Georgia grand jury foreperson set off a firestorm with her ‘media circus’. But will the comments tarnish the case?

Emily Kohrs (NBC News)
Emily Kohrs (NBC News)

Emily Kohrs raised more than a few eyebrows with a surprise media tour in the wake of her service on Fulton County’s grand jury investigating Donald Trump’s election interference in the state.

Ms Kohrs found herself the subject of surprising criticism this week after she gave a series of interviews to journalists at major media outlets around the country, all regarding her service as foreperson on the grand jury hearing evidence in the case of Mr Trump’s effort to overturn his 2020 defeat in Georgia.

Some of her comments in particular described the grand jury’s deliberations, including whether they found some witnesses who appeared before them to be credible. She also explained the grand jury’s decision not to seek testimony from Mr Trump himself, though she was careful to not address any direct prompts to name witnesses or targets of the probe who were recommended for criminal charges. She did, however, laugh when asked about Mr Trump’s comments that the grand jury “exonerated” him.

Much of the most vocal criticism came from two figures on CNN, Anderson Cooper and legal analyst Elie Honig, who trashed the 30-year-old for her remarks to one of their colleagues just hours after the interview took place.

“This is a horrible idea,” said Mr Honig of her multiple interviews. “And I guarantee you that prosecutors are wincing, watching her go on this.”

Mr Honig went on to accuse Ms Kohrs of not taking the process seriously. Cooper chimed in, adding: “There’s no reason for her to be out talking.”

“No. It’s a prosecutor’s nightmare. Mark my words, Donald Trump’s team is going to make a motion if there’s an indictment to dismiss that indictment based on grand jury impropriety,” Mr Honig concluded.

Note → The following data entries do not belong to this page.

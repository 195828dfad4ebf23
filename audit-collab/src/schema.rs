//! Typed audit report schema and its mapping onto Yrs shared types.
//!
//! Layout of the replica:
//! ```text
//! root map "report"
//!   ├── "title"    YText
//!   ├── "fields"   YMap<string>          (client, period, auditor, …)
//!   └── "sections" YArray<YMap>
//!                    ├── "id"       string
//!                    ├── "heading"  YText
//!                    ├── "body"     YText
//!                    └── "children" YArray<YMap>   (same shape, recursive)
//! ```
//!
//! [`write_report`] and [`read_report`] are the only places that know this
//! layout. Reading is lenient: plain strings are accepted where text nodes are
//! expected, and unknown keys are ignored.

use std::collections::BTreeMap;

use serde::{Deserialize, Serialize};
use yrs::{
    Any, Array, ArrayPrelim, ArrayRef, GetString, Map, MapPrelim, MapRef, Out, ReadTxn, Text,
    TextPrelim, TextRef, TransactionMut, WriteTxn,
};

const ROOT: &str = "report";
const TITLE: &str = "title";
const FIELDS: &str = "fields";
const SECTIONS: &str = "sections";
const SECTION_ID: &str = "id";
const HEADING: &str = "heading";
const BODY: &str = "body";
const CHILDREN: &str = "children";

/// Plain projection of a report document.
///
/// This is what the storage layer keeps next to the binary replica and what
/// a cold start rebuilds the replica from.
#[derive(Debug, Clone, Default, PartialEq, Eq, Serialize, Deserialize)]
pub struct ReportDocument {
    pub title: String,
    /// Header fields of the report (client, fiscal period, lead auditor, …).
    pub fields: BTreeMap<String, String>,
    pub sections: Vec<Section>,
}

/// One section of a report. Sections nest arbitrarily deep.
#[derive(Debug, Clone, Default, PartialEq, Eq, Serialize, Deserialize)]
pub struct Section {
    pub id: String,
    pub heading: String,
    pub body: String,
    pub children: Vec<Section>,
}

impl ReportDocument {
    pub fn new(title: impl Into<String>) -> Self {
        Self {
            title: title.into(),
            ..Self::default()
        }
    }

    pub fn with_field(mut self, key: impl Into<String>, value: impl Into<String>) -> Self {
        self.fields.insert(key.into(), value.into());
        self
    }

    pub fn with_section(mut self, section: Section) -> Self {
        self.sections.push(section);
        self
    }

    pub fn is_empty(&self) -> bool {
        self.title.is_empty() && self.fields.is_empty() && self.sections.is_empty()
    }
}

impl Section {
    pub fn new(id: impl Into<String>, heading: impl Into<String>, body: impl Into<String>) -> Self {
        Self {
            id: id.into(),
            heading: heading.into(),
            body: body.into(),
            children: Vec::new(),
        }
    }

    pub fn with_child(mut self, child: Section) -> Self {
        self.children.push(child);
        self
    }
}

/// Write `report` into the replica root, replacing whatever the root held.
pub fn write_report(txn: &mut TransactionMut, report: &ReportDocument) {
    let root = txn.get_or_insert_map(ROOT);
    root.insert(txn, TITLE, TextPrelim::new(report.title.as_str()));

    let fields: MapRef = root.insert(txn, FIELDS, MapPrelim::default());
    for (key, value) in &report.fields {
        fields.insert(txn, key.as_str(), value.clone());
    }

    let sections: ArrayRef = root.insert(txn, SECTIONS, ArrayPrelim::default());
    for section in &report.sections {
        push_section(txn, &sections, section);
    }
}

fn push_section(txn: &mut TransactionMut, parent: &ArrayRef, section: &Section) {
    let node: MapRef = parent.push_back(txn, MapPrelim::default());
    node.insert(txn, SECTION_ID, section.id.clone());
    node.insert(txn, HEADING, TextPrelim::new(section.heading.as_str()));
    node.insert(txn, BODY, TextPrelim::new(section.body.as_str()));

    let children: ArrayRef = node.insert(txn, CHILDREN, ArrayPrelim::default());
    for child in &section.children {
        push_section(txn, &children, child);
    }
}

/// Project the replica into a [`ReportDocument`].
pub fn read_report<T: ReadTxn>(txn: &T) -> ReportDocument {
    let Some(root) = txn.get_map(ROOT) else {
        return ReportDocument::default();
    };

    let fields = match root.get(txn, FIELDS) {
        Some(Out::YMap(map)) => map
            .iter(txn)
            .filter_map(|(key, value)| string_value(txn, value).map(|v| (key.to_string(), v)))
            .collect(),
        _ => BTreeMap::new(),
    };

    ReportDocument {
        title: read_string(txn, &root, TITLE),
        fields,
        sections: read_sections(txn, root.get(txn, SECTIONS)),
    }
}

fn read_sections<T: ReadTxn>(txn: &T, node: Option<Out>) -> Vec<Section> {
    let Some(Out::YArray(array)) = node else {
        return Vec::new();
    };
    array
        .iter(txn)
        .filter_map(|item| match item {
            Out::YMap(map) => Some(read_section(txn, &map)),
            _ => None,
        })
        .collect()
}

fn read_section<T: ReadTxn>(txn: &T, map: &MapRef) -> Section {
    Section {
        id: read_string(txn, map, SECTION_ID),
        heading: read_string(txn, map, HEADING),
        body: read_string(txn, map, BODY),
        children: read_sections(txn, map.get(txn, CHILDREN)),
    }
}

fn read_string<T: ReadTxn>(txn: &T, map: &MapRef, key: &str) -> String {
    map.get(txn, key)
        .and_then(|value| string_value(txn, value))
        .unwrap_or_default()
}

fn string_value<T: ReadTxn>(txn: &T, value: Out) -> Option<String> {
    match value {
        Out::YText(text) => Some(text.get_string(txn)),
        Out::Any(Any::String(s)) => Some(s.to_string()),
        _ => None,
    }
}

/// The report title text node, if the replica has one.
pub fn title_text<T: ReadTxn>(txn: &T) -> Option<TextRef> {
    match txn.get_map(ROOT)?.get(txn, TITLE)? {
        Out::YText(text) => Some(text),
        _ => None,
    }
}

/// The body text node of the top-level section at `index`.
pub fn section_body<T: ReadTxn>(txn: &T, index: u32) -> Option<TextRef> {
    let Out::YArray(sections) = txn.get_map(ROOT)?.get(txn, SECTIONS)? else {
        return None;
    };
    let Out::YMap(section) = sections.get(txn, index)? else {
        return None;
    };
    match section.get(txn, BODY)? {
        Out::YText(text) => Some(text),
        _ => None,
    }
}

/// Set a header field on the report, creating the fields map if needed.
pub fn set_field(txn: &mut TransactionMut, key: &str, value: &str) {
    let root = txn.get_or_insert_map(ROOT);
    let fields = match root.get(txn, FIELDS) {
        Some(Out::YMap(map)) => map,
        _ => root.insert(txn, FIELDS, MapPrelim::default()),
    };
    fields.insert(txn, key, value.to_string());
}

/// Append `text` to the report title, creating the title node if needed.
pub fn append_title(txn: &mut TransactionMut, text: &str) {
    match title_text(txn) {
        Some(title) => title.push(txn, text),
        None => {
            let root = txn.get_or_insert_map(ROOT);
            root.insert(txn, TITLE, TextPrelim::new(text));
        }
    }
}
//! Fan-out of server messages to the members of a document room.
//!
//! Every connection owns one bounded mpsc outbox. A broadcast encodes
//! nothing: it enqueues one shared `Arc<ServerMessage>` per member, and the
//! connection's writer task encodes it with that connection's codec.
//!
//! Sends never wait. When a member's outbox is full the message is dropped
//! for that member and counted. The member's next delivery is preceded by a
//! `resync-required` error so the client knows to catch up.

use std::collections::HashMap;
use std::sync::atomic::{AtomicBool, AtomicU64, Ordering};
use std::sync::{Arc, PoisonError, RwLock};

use log::{trace, warn};
use tokio::sync::mpsc;
use tokio::sync::mpsc::error::TrySendError;

use crate::ids::{ConnectionId, DocumentId};
use crate::protocol::{ErrorCode, ServerMessage};

/// Sending half of a connection's outbound queue.
pub type Outbox = mpsc::Sender<Arc<ServerMessage>>;
/// Receiving half, drained by the connection's writer.
pub type OutboxReceiver = mpsc::Receiver<Arc<ServerMessage>>;

pub fn outbox(capacity: usize) -> (Outbox, OutboxReceiver) {
    mpsc::channel(capacity.max(1))
}

/// Enqueue without waiting. Returns whether the message was queued.
pub fn deliver(connection_id: ConnectionId, outbox: &Outbox, msg: Arc<ServerMessage>) -> bool {
    match outbox.try_send(msg) {
        Ok(()) => true,
        Err(TrySendError::Full(msg)) => {
            warn!(
                "Outbox of {connection_id} is full, dropping {} message",
                msg.kind()
            );
            false
        }
        Err(TrySendError::Closed(_)) => {
            trace!("Outbox of {connection_id} is closed");
            false
        }
    }
}

/// Statistics for monitoring broadcast health.
#[derive(Debug, Clone, Default, PartialEq)]
pub struct BroadcastStats {
    pub messages_sent: u64,
    pub messages_dropped: u64,
    pub active_members: usize,
}

/// Lock-free counters, read via [`BroadcastGroup::stats`].
#[derive(Default)]
struct AtomicBroadcastStats {
    messages_sent: AtomicU64,
    messages_dropped: AtomicU64,
}

struct Member {
    connection_id: ConnectionId,
    outbox: Outbox,
    /// Set when a message to this member was dropped.
    lagged: AtomicBool,
}

impl Member {
    fn new(connection_id: ConnectionId, outbox: Outbox) -> Self {
        Self {
            connection_id,
            outbox,
            lagged: AtomicBool::new(false),
        }
    }

    fn send(&self, document_id: &DocumentId, msg: &Arc<ServerMessage>) -> bool {
        if self.lagged.load(Ordering::Relaxed) {
            let notice = ServerMessage::error(
                ErrorCode::ResyncRequired,
                format!("Messages for {document_id} were dropped"),
            );
            if !deliver(self.connection_id, &self.outbox, Arc::new(notice)) {
                return false;
            }
            self.lagged.store(false, Ordering::Relaxed);
        }
        let queued = deliver(self.connection_id, &self.outbox, msg.clone());
        if !queued {
            self.lagged.store(true, Ordering::Relaxed);
        }
        queued
    }
}

/// The members of one document room, in join order.
pub struct BroadcastGroup {
    document_id: DocumentId,
    members: RwLock<Vec<Member>>,
    stats: AtomicBroadcastStats,
}

impl BroadcastGroup {
    pub fn new(document_id: DocumentId) -> Self {
        Self {
            document_id,
            members: RwLock::new(Vec::new()),
            stats: AtomicBroadcastStats::default(),
        }
    }

    /// Add a member. Adding a connection twice replaces its outbox.
    pub fn add_member(&self, connection_id: ConnectionId, outbox: Outbox) {
        let mut members = self.members.write().unwrap_or_else(PoisonError::into_inner);
        match members.iter_mut().find(|m| m.connection_id == connection_id) {
            Some(member) => *member = Member::new(connection_id, outbox),
            None => members.push(Member::new(connection_id, outbox)),
        }
    }

    pub fn remove_member(&self, connection_id: ConnectionId) -> bool {
        let mut members = self.members.write().unwrap_or_else(PoisonError::into_inner);
        let before = members.len();
        members.retain(|m| m.connection_id != connection_id);
        members.len() != before
    }

    /// Send `msg` to every member except `except`.
    ///
    /// Returns the number of members the message was queued for.
    pub fn broadcast(&self, msg: ServerMessage, except: Option<ConnectionId>) -> usize {
        let msg = Arc::new(msg);
        let members = self.members.read().unwrap_or_else(PoisonError::into_inner);

        let mut delivered = 0;
        for member in members.iter().filter(|m| Some(m.connection_id) != except) {
            if member.send(&self.document_id, &msg) {
                delivered += 1;
            } else {
                self.stats.messages_dropped.fetch_add(1, Ordering::Relaxed);
            }
        }
        self.stats.messages_sent.fetch_add(1, Ordering::Relaxed);
        delivered
    }

    pub fn member_count(&self) -> usize {
        self.members.read().unwrap_or_else(PoisonError::into_inner).len()
    }

    pub fn has_member(&self, connection_id: ConnectionId) -> bool {
        self.members
            .read()
            .unwrap_or_else(PoisonError::into_inner)
            .iter()
            .any(|m| m.connection_id == connection_id)
    }

    pub fn members(&self) -> Vec<ConnectionId> {
        self.members
            .read()
            .unwrap_or_else(PoisonError::into_inner)
            .iter()
            .map(|m| m.connection_id)
            .collect()
    }

    pub fn stats(&self) -> BroadcastStats {
        BroadcastStats {
            messages_sent: self.stats.messages_sent.load(Ordering::Relaxed),
            messages_dropped: self.stats.messages_dropped.load(Ordering::Relaxed),
            active_members: self.member_count(),
        }
    }
}

/// Room registry: maps document ids to broadcast groups.
#[derive(Default)]
pub struct RoomRegistry {
    rooms: RwLock<HashMap<DocumentId, Arc<BroadcastGroup>>>,
}

impl RoomRegistry {
    pub fn new() -> Self {
        Self::default()
    }

    /// Get or create the room for a document.
    pub fn get_or_create(&self, document_id: &DocumentId) -> Arc<BroadcastGroup> {
        if let Some(room) = self.get(document_id) {
            return room;
        }
        let mut rooms = self.rooms.write().unwrap_or_else(PoisonError::into_inner);
        rooms
            .entry(document_id.clone())
            .or_insert_with(|| Arc::new(BroadcastGroup::new(document_id.clone())))
            .clone()
    }

    pub fn get(&self, document_id: &DocumentId) -> Option<Arc<BroadcastGroup>> {
        self.rooms
            .read()
            .unwrap_or_else(PoisonError::into_inner)
            .get(document_id)
            .cloned()
    }

    /// Remove a room that has no members left.
    pub fn remove_if_empty(&self, document_id: &DocumentId) -> bool {
        let mut rooms = self.rooms.write().unwrap_or_else(PoisonError::into_inner);
        if rooms
            .get(document_id)
            .is_some_and(|room| room.member_count() == 0)
        {
            rooms.remove(document_id);
            return true;
        }
        false
    }

    pub fn room_count(&self) -> usize {
        self.rooms.read().unwrap_or_else(PoisonError::into_inner).len()
    }

}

And the former president was quick to weigh in too, deriding Ms Kohrs’s speaking style as “energetic” and referring to the grand jury as a “Kangaroo Court” (despite it not being a trial).

“This Georgia case is ridiculous, a strictly political continuation of the greatest Witch Hunt of all time. Now you have an extremely energetic young woman, the (get this!) “foreperson” of the Racist D.A.’s Special Grand Jury, going around and doing a Media Tour revealing, incredibly, the Grand Jury’s inner workings & thoughts. This is not JUSTICE, this is an illegal Kangaroo Court,” he insisted.

But in conversations with The Independent on Wednesday, two experts with litigation experience, including criminal prosecution, said that these fears were overblown.

Steve Plafker, a retired deputy district attorney for the county of Los Angeles, said that Ms Kohrs’ remarks would be a “drop in the bucket” compared to the entirety of the public speculation that has taken place around this case, and noted that her remarks did not even occur as a trial was underway. Finding jurors who were unfamiliar with her remarks would merely be part of the jury selection process should that would take place, he asserted.

“In light of the publicity Mr Trump, or any politician for that matter, attracts generally, this woman's statements are a drop in the bucket, actually the ocean,” Mr Plafker explained. “I do not see any chance of prejudice arising from them.”

He added that there was little chance of Mr Honig’s fears of Mr Trump’s attorneys filing successfully for potential charges to be dismissed.

“Even if I am wrong, there is no chance of their leading to a mistrial. Any danger of prejudice resulting from pre-trial publicity is handled at the time of jury selection. Mistrials result from problems arising during trial,” Mr Plafker went on. “If this woman had been exercising good judgment, she would have gone home and kept her mouth shut, but I doubt that anything she said would make a prosecutor's job any more difficult than it already is.”

Norm Eisen, who served as a litigator for the high-powered DC law firm Zuckerman Spaeder LLP – as well as White House special counsel – concurred. The only real danger arising from Ms Kohrs’s comments, he asserted, could come in the form of an opportunity for Mr Trump’s team to file pointless motions as a delay tactic.

“There’s now a media circus around Ms Kohrs’ comments,” Mr Eisen explained. “I think it’d be better for her on the whole to be a little more restrained. Her media tour is a bit of a distraction from the underlying substantive questions of guilt or innocence. Moreover, it creates an opportunity for a prospective efendant known for filing frivolous legal motions to make more.“

But, he added: “Donald Trump may very well attempt to file some kind of a motion about the foreperson’s statements. But legally, they’re not significant.”

“As the judge noted at the hearing, grand jurors do have some secrecy leeway under Georgia law and practice,” he said. “Ms Kohrs has been very openly trying to operate within the parameters that the judge apparently gave on what is and is not allowed, and so far I don’t think she’s exceeded them.”

A decision by Fulton County’s district attorney, Fani Willis, is expected imminently in the case against Mr Trump and his legal team. A partial release of the grand jury’s final report indicated that at least some of the recommended indictments stem from instances in which the grand jury’s members believed that one or more witnesses were untruthful in their testimony; Donald Trump did not testify.